If Joanna wants to stipulate that we pick Blue Pill out of a morass of pre-installed kernel and userland rootkits, we would of course agree to that term. Neither Joanna's team nor ours seems to think that's a meaningful addition to the test. Like the Vitriol rootkit Dino Dai Zovi wrote for Matasano last year, Joanna's rootkit lives in a special slice of memory inside of a special execution context carved out by the hardware. It is unlike any other X86 rootkit in how it intercepts control of the platform and how it stays resident.
Installing a bunch of crappy malware alongside something as slick as Blue Pill is very much the same as trying to hide a Ferarri in a junkyard lot filled with rusted out Chevy Novas. But, by all means, if Joanna wants to add meaningless obstacles --- let nobody say we allowed those obstacles to impede science!
I would mod you up, but I have no points.

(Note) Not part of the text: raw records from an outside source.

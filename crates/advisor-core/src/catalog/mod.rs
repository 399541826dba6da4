//! Catalog domain module.
//!
//! # Module Structure
//!
//! - `model`: Product types (`Product`, `ProductId`, `CatalogDocument`)
//! - `collection`: Immutable, indexed product collection (`Catalog`)
//! - `source`: Trait for loading a catalog from an external document (`CatalogSource`)

mod collection;
mod model;
mod source;

pub use collection::Catalog;
pub use model::{CatalogDocument, Product, ProductId};
pub use source::CatalogSource;
//! Advisor session: use cases driven by the view layer.
//!
//! - `advisor_session`: `AdvisorSession` (select, deselect, toggle, generate, ask)
//! - `event`: `SessionEvent` notifications for observers

mod advisor_session;
mod event;

pub use advisor_session::{
    AdvisorSession, EMPTY_SELECTION_NOTICE, GENERATE_PROMPT, REQUEST_FAILED_NOTICE, WORKING_NOTICE,
};
pub use event::SessionEvent;
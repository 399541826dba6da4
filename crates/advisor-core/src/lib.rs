pub mod advisory;
pub mod catalog;
pub mod conversation;
pub mod error;
pub mod selection;

// Re-export common error type
pub use error::{AdvisorError, Result};
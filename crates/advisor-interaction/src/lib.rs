//! Clients for the external advisory endpoint.

mod http_advisory_client;

pub use http_advisory_client::HttpAdvisoryClient;
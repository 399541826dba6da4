//! Atomic JSON file operations.
//!
//! Writes go through a temporary sibling file, are fsynced and then renamed
//! over the target, so readers observe either the old or the new document.

use serde::{Serialize, de::DeserializeOwned};
use std::fs::{self, File, OpenOptions};
use std::io::Write as IoWrite;
use std::marker::PhantomData;
use std::path::{Path, PathBuf};
use thiserror::Error;

/// Errors that can occur during atomic JSON operations.
#[derive(Debug, Error)]
pub enum AtomicJsonError {
    #[error("I/O error: {0}")]
    Io(#[from] std::io::Error),
    #[error("JSON error: {0}")]
    Json(#[from] serde_json::Error),
    #[error("Lock error: {0}")]
    Lock(String),
}

impl AtomicJsonError {
    /// Returns true when the file exists but does not hold a valid document.
    pub fn is_corrupt(&self) -> bool {
        matches!(self, AtomicJsonError::Json(_))
    }
}

/// A handle to a JSON document on disk with atomic replacement and
/// exclusive locking for read-modify-write updates.
pub struct AtomicJsonFile<T> {
    path: PathBuf,
    _phantom: PhantomData<T>,
}

impl<T> AtomicJsonFile<T>
where
    T: Serialize + DeserializeOwned,
{
    pub fn new(path: PathBuf) -> Self {
        Self {
            path,
            _phantom: PhantomData,
        }
    }

    pub fn path(&self) -> &Path {
        &self.path
    }

    /// Loads and deserializes the document.
    ///
    /// # Returns
    ///
    /// - `Ok(Some(T))`: Successfully loaded and deserialized
    /// - `Ok(None)`: File doesn't exist or is empty
    /// - `Err`: Failed to read or parse the file
    pub fn load(&self) -> Result<Option<T>, AtomicJsonError> {
        if !self.path.exists() {
            return Ok(None);
        }

        let content = fs::read_to_string(&self.path)?;

        if content.trim().is_empty() {
            return Ok(None);
        }

        let data: T = serde_json::from_str(&content)?;
        Ok(Some(data))
    }

    /// Serializes `data` and atomically replaces the file.
    pub fn save(&self, data: &T) -> Result<(), AtomicJsonError> {
        if let Some(parent) = self.path.parent() {
            if !parent.exists() {
                fs::create_dir_all(parent)?;
            }
        }

        let json = serde_json::to_string_pretty(data)?;

        let tmp_path = self.temp_path()?;
        let mut tmp_file = File::create(&tmp_path)?;
        tmp_file.write_all(json.as_bytes())?;
        tmp_file.sync_all()?;
        drop(tmp_file);

        fs::rename(&tmp_path, &self.path)?;

        Ok(())
    }

    /// Performs a locked read-modify-write.
    ///
    /// `default_value` is used when the file doesn't exist yet, and also
    /// replaces a document that no longer parses (logged at warn). If `f`
    /// returns `Ok(())`, the modified value is written back atomically
    /// before the lock is released.
    pub fn update_or_reset<F>(&self, default_value: T, f: F) -> Result<(), AtomicJsonError>
    where
        F: FnOnce(&mut T) -> Result<(), AtomicJsonError>,
    {
        let _lock = FileLock::acquire(&self.path)?;

        let mut data = match self.load() {
            Ok(Some(data)) => data,
            Ok(None) => default_value,
            Err(err) if err.is_corrupt() => {
                tracing::warn!(
                    "[AtomicJsonFile] Resetting unreadable document {}: {}",
                    self.path.display(),
                    err
                );
                default_value
            }
            Err(err) => return Err(err),
        };
        f(&mut data)?;
        self.save(&data)?;

        Ok(())
    }

    fn temp_path(&self) -> Result<PathBuf, AtomicJsonError> {
        let parent = self.path.parent().ok_or_else(|| {
            AtomicJsonError::Io(std::io::Error::new(
                std::io::ErrorKind::InvalidInput,
                "Path has no parent directory",
            ))
        })?;

        let file_name = self.path.file_name().ok_or_else(|| {
            AtomicJsonError::Io(std::io::Error::new(
                std::io::ErrorKind::InvalidInput,
                "Path has no file name",
            ))
        })?;

        let tmp_name = format!(".{}.tmp", file_name.to_string_lossy());
        Ok(parent.join(tmp_name))
    }
}

/// Exclusive lock on a sibling `.lock` file, released when the handle closes.
///
/// The lock file itself is never removed: every writer must contend on the
/// same inode.
struct FileLock {
    #[allow(dead_code)]
    file: File,
}

impl FileLock {
    fn acquire(path: &Path) -> Result<Self, AtomicJsonError> {
        let lock_path = path.with_extension("lock");

        if let Some(parent) = lock_path.parent() {
            if !parent.exists() {
                fs::create_dir_all(parent)?;
            }
        }

        let file = OpenOptions::new()
            .write(true)
            .create(true)
            .truncate(false)
            .open(&lock_path)?;

        #[cfg(unix)]
        {
            use fs2::FileExt;
            file.lock_exclusive()
                .map_err(|e| AtomicJsonError::Lock(format!("Failed to acquire lock: {}", e)))?;
        }

        Ok(FileLock { file })
    }
}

The Blue Pill is indeed a myth. It is detectable. All you have to do, is check if you are running under a virtual machine. Contrary to the claims of Joanna Rutkowska, this is easy, not impossible. If you didn't think you were running under a VM, but you are, something is wrong.
It is also removable. Simply reboot the machine. I didn't say re-install, but reboot. If blue pill were to install files to the hard drive, the files would be detectable in an offline scan. Because Joanna claims that even an offline scan would not detect blue pill, it doesn't write to the hard drive. Because it doesn't write to the hard drive, it is not persistent.
On the other hand, Joanna's claims are often moderately dishonest, at best. There is no such thing as completely undectable. If you sneezed 10 years ago, there is evidence of it somewhere.
She hasn't released the code. She might have legitimate reasons, but this is normally considered inexcusable for security research. All we have to go on is "what she says."
Write your own Choose Your Own Adventure. http://www.freegameengines.org/gamebook-engine/
You should become a secure programmer, which is the rate she's working from. There aren't enough secure programmers to go around.
it's not clear if it's gonna be new software from Symantec or just the current version of antivirus.
If it's something new, they should give her a change to play with it first.